Problem to solve —
Set the data down once more, exactly as it is written.

=== Section Start ===

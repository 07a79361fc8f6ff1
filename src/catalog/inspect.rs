//! Per-file metadata: digest, size, and local modification time.

use crate::digest::digest_reader;
use crate::store::Entry;
use crate::types::TIME_FORMAT;
use chrono::{DateTime, Local};
use std::fs::File;
use std::path::Path;
use std::time::SystemTime;
use tracing::warn;

/// Entry computed for one file plus the number of problems hit while
/// computing it.
#[derive(Debug, Clone)]
pub struct Inspection {
    pub entry: Entry,
    pub errors: usize,
}

/// Render a timestamp as local `YYYY-MM-DD HH:MM:SS`.
pub fn format_local_time(time: SystemTime) -> String {
    DateTime::<Local>::from(time).format(TIME_FORMAT).to_string()
}

/// Compute the entry for a regular file. Never fails: whatever cannot be
/// determined is left empty (or zero) and logged.
pub fn inspect_file(path: &Path) -> Inspection {
    let mut errors = 0usize;

    let metadata = match std::fs::metadata(path) {
        Ok(metadata) => Some(metadata),
        Err(e) => {
            warn!(path = %path.display(), error = %e, "failed to stat file");
            errors += 1;
            None
        }
    };

    let size = metadata.as_ref().map(|m| m.len()).unwrap_or(0);

    let modified = match metadata.as_ref().map(|m| m.modified()) {
        Some(Ok(time)) => format_local_time(time),
        Some(Err(e)) => {
            warn!(path = %path.display(), error = %e, "modification time unavailable");
            errors += 1;
            String::new()
        }
        None => String::new(),
    };

    let known_empty = metadata.is_some() && size == 0;
    let digest = if known_empty {
        String::new()
    } else {
        match File::open(path) {
            Ok(file) => {
                let result = digest_reader(file);
                match result.error {
                    Some(e) => {
                        warn!(
                            path = %path.display(),
                            error = %e,
                            bytes_read = result.bytes_read,
                            "failed to read file, digest left empty"
                        );
                        errors += 1;
                        String::new()
                    }
                    None if result.bytes_read == 0 => String::new(),
                    None => result.digest.to_hex(),
                }
            }
            Err(e) => {
                warn!(path = %path.display(), error = %e, "failed to open file");
                errors += 1;
                String::new()
            }
        }
    };

    Inspection {
        entry: Entry {
            digest,
            size,
            modified,
        },
        errors,
    }
}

=== Section End ===

Answer to this task —
repository 07a79361fc8f6ff1
filename src/catalog/inspect.rs
//! Per-file metadata: digest, size, and local modification time.

use crate::digest::digest_reader;
use crate::store::Entry;
use crate::types::TIME_FORMAT;
use chrono::{DateTime, Local};
use std::fs::File;
use std::path::Path;
use std::time::SystemTime;
use tracing::warn;

/// Entry computed for one file plus the number of problems hit while
/// computing it.
#[derive(Debug, Clone)]
pub struct Inspection {
    pub entry: Entry,
    pub errors: usize,
}

/// Render a timestamp as local `YYYY-MM-DD HH:MM:SS`.
pub fn format_local_time(time: SystemTime) -> String {
    DateTime::<Local>::from(time).format(TIME_FORMAT).to_string()
}

/// Compute the entry for a regular file. Never fails: whatever cannot be
/// determined is left empty (or zero) and logged.
pub fn inspect_file(path: &Path) -> Inspection {
    let mut errors = 0usize;

    let metadata = match std::fs::metadata(path) {
        Ok(metadata) => Some(metadata),
        Err(e) => {
            warn!(path = %path.display(), error = %e, "failed to stat file");
            errors += 1;
            None
        }
    };

    let size = metadata.as_ref().map(|m| m.len()).unwrap_or(0);

    let modified = match metadata.as_ref().map(|m| m.modified()) {
        Some(Ok(time)) => format_local_time(time),
        Some(Err(e)) => {
            warn!(path = %path.display(), error = %e, "modification time unavailable");
            errors += 1;
            String::new()
        }
        None => String::new(),
    };

    let known_empty = metadata.is_some() && size == 0;
    let digest = if known_empty {
        String::new()
    } else {
        match File::open(path) {
            Ok(file) => {
                let result = digest_reader(file);
                match result.error {
                    Some(e) => {
                        warn!(
                            path = %path.display(),
                            error = %e,
                            bytes_read = result.bytes_read,
                            "failed to read file, digest left empty"
                        );
                        errors += 1;
                        String::new()
                    }
                    None if result.bytes_read == 0 => String::new(),
                    None => result.digest.to_hex(),
                }
            }
            Err(e) => {
                warn!(path = %path.display(), error = %e, "failed to open file");
                errors += 1;
                String::new()
            }
        }
    };

    Inspection {
        entry: Entry {
            digest,
            size,
            modified,
        },
        errors,
    }
}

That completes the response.